Jebel Ali Primary School is one of a select number ofWhichSchoolAdvisor.com Good Schools.
It also has almost exactly the same strengths as it had when it was judged to be Outstanding by the KHDA in 2011/12. What has changed significantly since then has been the criteria used to benchmark schools within the UAE. Both the KHDA and ADEC have added increased weight to Arabic and Islamic Studies when combining ratings into a final score. These are areas, as a parent, you may not consider as important as the UAE’s Ministry of Education clearly does.
A cursory glance at the KHDA’s latest report (2014/15) reveals outstanding ratings for English, Maths and Science – but almost no headway on either Arabic or Islamic studies. In fact its latest report showed a slip to an unsatisfactory rating at Primary for attainment and progress in both areas.
This is one reason why a deeper reading of a KHDA report is important. New principal Jacquie Parr and her experienced leadership team are rightly proud of what this not-for-profit school continues to achieve, year in, year out. This is a school that really does outperform, especially given the issues it has had with the owner of the land it is on. Fortunately for the school it looks like its the beginning of the end of those difficulties: It is moving to a new location in September 2016, when its name will change to Jebel Ali School, and it will offer secondary education for the first time.

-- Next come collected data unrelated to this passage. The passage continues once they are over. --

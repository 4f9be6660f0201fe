//! Follow graph: directed edges between users.

use std::sync::Arc;

use thiserror::Error;
use tracing::debug;
use uuid::Uuid;

use crate::application::auth::RequestUser;
use crate::application::repos::{FollowsRepo, RepoError, UsersRepo};

#[derive(Debug, Error)]
pub enum FollowError {
    #[error("authentication required")]
    Unauthorized,
    #[error("unknown user")]
    UnknownUser,
    #[error(transparent)]
    Repo(#[from] RepoError),
}

#[derive(Clone)]
pub struct FollowService {
    users: Arc<dyn UsersRepo>,
    follows: Arc<dyn FollowsRepo>,
}

impl FollowService {
    pub fn new(users: Arc<dyn UsersRepo>, follows: Arc<dyn FollowsRepo>) -> Self {
        Self { users, follows }
    }

    /// Create a follow edge from `actor` to `target_username`.
    ///
    /// Self-follow and duplicate follow are silent no-ops; the operation is
    /// an idempotent upsert with no error path of its own.
    pub async fn follow(
        &self,
        actor: &RequestUser,
        target_username: &str,
    ) -> Result<(), FollowError> {
        let follower = actor.id().ok_or(FollowError::Unauthorized)?;
        let target = self.resolve(target_username).await?;

        if follower == target {
            debug!(target_username, "ignoring self-follow");
            return Ok(());
        }

        let inserted = self.follows.insert_follow(follower, target).await?;
        if inserted {
            metrics::counter!("brusio_follow_created_total").increment(1);
        }
        Ok(())
    }

    /// Remove the edge from `actor` to `target_username` if present.
    /// Removing a missing edge is a no-op.
    pub async fn unfollow(
        &self,
        actor: &RequestUser,
        target_username: &str,
    ) -> Result<(), FollowError> {
        let follower = actor.id().ok_or(FollowError::Unauthorized)?;
        let target = self.resolve(target_username).await?;

        let removed = self.follows.delete_follow(follower, target).await?;
        if removed {
            metrics::counter!("brusio_follow_removed_total").increment(1);
        }
        Ok(())
    }

    pub async fn is_following(&self, follower: Uuid, target: Uuid) -> Result<bool, FollowError> {
        self.follows
            .is_following(follower, target)
            .await
            .map_err(FollowError::from)
    }

    /// All users `user` follows; the author filter of the following feed.
    pub async fn following_sources(&self, user: Uuid) -> Result<Vec<Uuid>, FollowError> {
        self.follows
            .list_followed_ids(user)
            .await
            .map_err(FollowError::from)
    }

    async fn resolve(&self, username: &str) -> Result<Uuid, FollowError> {
        Ok(self
            .users
            .find_by_username(username)
            .await?
            .ok_or(FollowError::UnknownUser)?
            .id)
    }
}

It will remain a not for profit school – although introduce a debenture scheme to help pay for the relocation.
Its new location, size, debenture scheme and secondary level fees (75,000 AED for Year 7 upwards) should however give it the economies of scale to begin to tackle those areas judged weaknesses by the KHDA, That it moves with such an established, and high performing team, should give parents that move with it confidence that this is a school that can handle relocation, a new building and indeed curriculum with secondary, and maintain business as usual.
Although for the most part JAPS remains consistently outstanding in terms of rating, there is no doubt it has found the last 12 to 24 months trying and distracting. There were few improvements over the last 12 months, in fact in many areas it moved backwards. Progress in Islamic Education declined to acceptable, progress and attainment in Arabic both as first language and as an additional language had declined to unsatisfactory. The quality of assessment declined to good in both stages. The quality of governance also declined to good.